> EXERCISE: Find each line below where the word "RoundResult" occurs, and copy it.

> SUPPLIED DATA:
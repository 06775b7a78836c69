//! Request and response bodies of the wager protocol, plus the records the house
//! keeps for audit.

use rust_decimal::Decimal;
use serde::{Deserialize, Serialize};
use uuid::Uuid;

use crate::{GameKind, GameParams, Guess, RoundResult, RoundView, Token, WalletAddress};

#[derive(Clone, Debug, Serialize, Deserialize)]
pub struct BalanceQuery {
    pub wallet: WalletAddress,
}

#[derive(Clone, Debug, PartialEq, Eq, Serialize, Deserialize)]
pub struct TokenBalance {
    pub token: Token,
    pub amount: Decimal,
}

#[derive(Clone, Debug, Default, PartialEq, Eq, Serialize, Deserialize)]
pub struct BalancesResponse {
    pub balances: Vec<TokenBalance>,
}

impl BalancesResponse {
    /// Balance of `token`, zero when the wallet never held it.
    pub fn amount_of(&self, token: &Token) -> Decimal {
        self.balances
            .iter()
            .find(|entry| &entry.token == token)
            .map(|entry| entry.amount)
            .unwrap_or(Decimal::ZERO)
    }
}

#[derive(Clone, Debug, PartialEq, Eq, Serialize, Deserialize)]
pub struct PlaceBetRequest {
    pub wallet: WalletAddress,
    pub game: GameKind,
    pub bet_amount: Decimal,
    pub token: Token,
    #[serde(default)]
    pub params: GameParams,
}

/// A successful bet: the debited balance and the handle for the round it opened.
#[derive(Clone, Debug, PartialEq, Eq, Serialize, Deserialize)]
pub struct PlaceBetResponse {
    pub balance: Decimal,
    pub authorization: Uuid,
    /// Hex SHA-256 of the round's reveal.
    pub commitment: String,
    pub round: RoundView,
}

#[derive(Clone, Debug, PartialEq, Eq, Serialize, Deserialize)]
pub struct GuessRequest {
    pub wallet: WalletAddress,
    pub authorization: Uuid,
    pub guess: Guess,
}

#[derive(Clone, Debug, PartialEq, Eq, Serialize, Deserialize)]
pub struct GuessResponse {
    pub round: RoundView,
}

#[derive(Clone, Debug, PartialEq, Eq, Serialize, Deserialize)]
pub struct ReportOutcomeRequest {
    pub wallet: WalletAddress,
    pub game: GameKind,
    pub bet_amount: Decimal,
    pub token: Token,
    pub payout: Decimal,
    pub result: RoundResult,
    pub authorization: Uuid,
}

/// What happened to a round's payout once the house settled it.
#[derive(Clone, Copy, Debug, PartialEq, Eq, Serialize, Deserialize)]
#[serde(rename_all = "snake_case")]
pub enum Settlement {
    /// The payout was added to the ledger.
    Credited,
    /// The payout was recorded but payouts are switched off.
    Deferred,
    /// Nothing to pay.
    #[serde(rename = "none")]
    NoPayout,
    /// The payout could not be settled; the stake went back to the wallet.
    Refunded,
    /// Neither the payout nor the stake refund could be applied. Needs manual review.
    Failed,
}

impl Settlement {
    pub fn as_str(&self) -> &'static str {
        match self {
            Settlement::Credited => "credited",
            Settlement::Deferred => "deferred",
            Settlement::NoPayout => "none",
            Settlement::Refunded => "refunded",
            Settlement::Failed => "failed",
        }
    }
}

#[derive(Clone, Debug, PartialEq, Eq, Serialize, Deserialize)]
pub struct ReportOutcomeResponse {
    pub balance: Decimal,
    pub payout: Decimal,
    pub settlement: Settlement,
    /// Hex reveal; `SHA-256(reveal)` equals the commitment issued with the bet.
    pub reveal: String,
    pub round: RoundView,
}

#[derive(Clone, Debug, PartialEq, Eq, Serialize, Deserialize)]
pub struct DepositRequest {
    pub wallet: WalletAddress,
    pub tx_id: String,
    pub token: Token,
    pub amount: Decimal,
    pub chain: String,
}

#[derive(Clone, Copy, Debug, Default, PartialEq, Eq, Serialize, Deserialize)]
#[serde(rename_all = "snake_case")]
pub enum DepositStatus {
    #[default]
    Confirmed,
}

#[derive(Clone, Debug, PartialEq, Eq, Serialize, Deserialize)]
pub struct DepositRecord {
    pub id: u64,
    pub wallet: WalletAddress,
    pub tx_id: String,
    pub token: Token,
    pub amount: Decimal,
    pub chain: String,
    #[serde(default)]
    pub status: DepositStatus,
    pub created_at: u64,
}

#[derive(Clone, Debug, PartialEq, Eq, Serialize, Deserialize)]
pub struct DepositResponse {
    pub deposit: DepositRecord,
    pub balance: Decimal,
}

#[derive(Clone, Debug, PartialEq, Eq, Serialize, Deserialize)]
pub struct WithdrawalRequest {
    pub wallet: WalletAddress,
    pub token: Token,
    pub amount: Decimal,
    pub destination: String,
}

#[derive(Clone, Copy, Debug, Default, PartialEq, Eq, Serialize, Deserialize)]
#[serde(rename_all = "snake_case")]
pub enum WithdrawalStatus {
    #[default]
    Pending,
}

#[derive(Clone, Debug, PartialEq, Eq, Serialize, Deserialize)]
pub struct WithdrawalRecord {
    pub id: u64,
    pub wallet: WalletAddress,
    pub token: Token,
    pub amount: Decimal,
    pub destination: String,
    #[serde(default)]
    pub status: WithdrawalStatus,
    pub created_at: u64,
}

#[derive(Clone, Debug, PartialEq, Eq, Serialize, Deserialize)]
pub struct WithdrawalResponse {
    pub id: u64,
    pub status: WithdrawalStatus,
    pub balance: Decimal,
    pub amount: Decimal,
    pub token: Token,
}

/// Audit entry for a settled round. Never a source of balance truth.
#[derive(Clone, Debug, PartialEq, Eq, Serialize, Deserialize)]
pub struct WagerRecord {
    pub id: u64,
    pub wallet: WalletAddress,
    pub game: GameKind,
    pub bet_amount: Decimal,
    pub token: Token,
    pub payout: Decimal,
    /// What the client claimed; absent when the round expired unreported.
    #[serde(default, skip_serializing_if = "Option::is_none")]
    pub reported_payout: Option<Decimal>,
    pub result: RoundResult,
    pub settlement: Settlement,
    pub authorization: Uuid,
    pub commitment: String,
    pub reveal: String,
    pub created_at: u64,
}

#[derive(Clone, Debug, Serialize, Deserialize)]
pub struct WagerHistoryQuery {
    pub wallet: WalletAddress,
    #[serde(default)]
    pub limit: Option<usize>,
}

#[derive(Clone, Debug, Default, PartialEq, Eq, Serialize, Deserialize)]
pub struct WagerHistoryResponse {
    pub wagers: Vec<WagerRecord>,
}

#[derive(Clone, Debug, PartialEq, Eq, Serialize, Deserialize)]
pub struct ErrorResponse {
    pub error: String,
}

impl ErrorResponse {
    pub fn new(error: impl Into<String>) -> Self {
        Self {
            error: error.into(),
        }
    }
}

#[cfg(test)]
mod tests {
    use super::*;
    use crate::{PegDrop, ERROR_INSUFFICIENT_BALANCE};
    use serde_json::json;

    #[test]
    fn test_place_bet_defaults_params() {
        let request: PlaceBetRequest = serde_json::from_value(json!({
            "wallet": "0xABC123",
            "game": "card_streak",
            "bet_amount": 5,
            "token": "mil",
        }))
        .unwrap();
        assert_eq!(request.wallet.as_str(), "0xabc123");
        assert_eq!(request.token.as_str(), "MIL");
        assert_eq!(request.bet_amount, Decimal::new(5, 0));
        assert_eq!(request.params, GameParams::default());
    }

    #[test]
    fn test_settlement_wire_names() {
        assert_eq!(serde_json::to_value(Settlement::NoPayout).unwrap(), json!("none"));
        assert_eq!(
            serde_json::to_value(Settlement::Credited).unwrap(),
            json!("credited")
        );
        let parsed: Settlement = serde_json::from_value(json!("deferred")).unwrap();
        assert_eq!(parsed, Settlement::Deferred);
    }

    #[test]
    fn test_amounts_serialize_as_strings() {
        let response = PlaceBetResponse {
            balance: Decimal::new(9050, 2),
            authorization: Uuid::nil(),
            commitment: "00".repeat(32),
            round: RoundView::PegBoard(PegDrop {
                rows: 8,
                path: Vec::new(),
                slot: 4,
                multiplier: Decimal::new(50, 2),
            }),
        };
        let encoded = serde_json::to_value(&response).unwrap();
        assert_eq!(encoded["balance"], json!("90.50"));
        assert_eq!(encoded["round"]["game"], json!("peg_board"));
    }

    #[test]
    fn test_wager_record_omits_missing_report() {
        let record = WagerRecord {
            id: 1,
            wallet: WalletAddress::parse("0xabc").unwrap(),
            game: GameKind::MultiplierTarget,
            bet_amount: Decimal::ONE,
            token: Token::parse("MIL").unwrap(),
            payout: Decimal::ZERO,
            reported_payout: None,
            result: RoundResult::Loss,
            settlement: Settlement::NoPayout,
            authorization: Uuid::nil(),
            commitment: String::new(),
            reveal: String::new(),
            created_at: 0,
        };
        let encoded = serde_json::to_value(&record).unwrap();
        assert!(encoded.get("reported_payout").is_none());
        let decoded: WagerRecord = serde_json::from_value(encoded).unwrap();
        assert_eq!(decoded, record);
    }

    #[test]
    fn test_error_response_body() {
        let body = serde_json::to_value(ErrorResponse::new(ERROR_INSUFFICIENT_BALANCE)).unwrap();
        assert_eq!(body, json!({ "error": "insufficient balance" }));
    }

    #[test]
    fn test_balances_amount_of_missing_token_is_zero() {
        let response = BalancesResponse {
            balances: vec![TokenBalance {
                token: Token::parse("MIL").unwrap(),
                amount: Decimal::TEN,
            }],
        };
        assert_eq!(response.amount_of(&Token::parse("MIL").unwrap()), Decimal::TEN);
        assert_eq!(
            response.amount_of(&Token::parse("SOL").unwrap()),
            Decimal::ZERO
        );
    }
}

> SOLUTION TO THE PROBLEM:
use crate::{GameKind, GameParams, Guess, RoundResult, RoundView, Token, WalletAddress};
    pub result: RoundResult,
    pub result: RoundResult,
            result: RoundResult::Loss,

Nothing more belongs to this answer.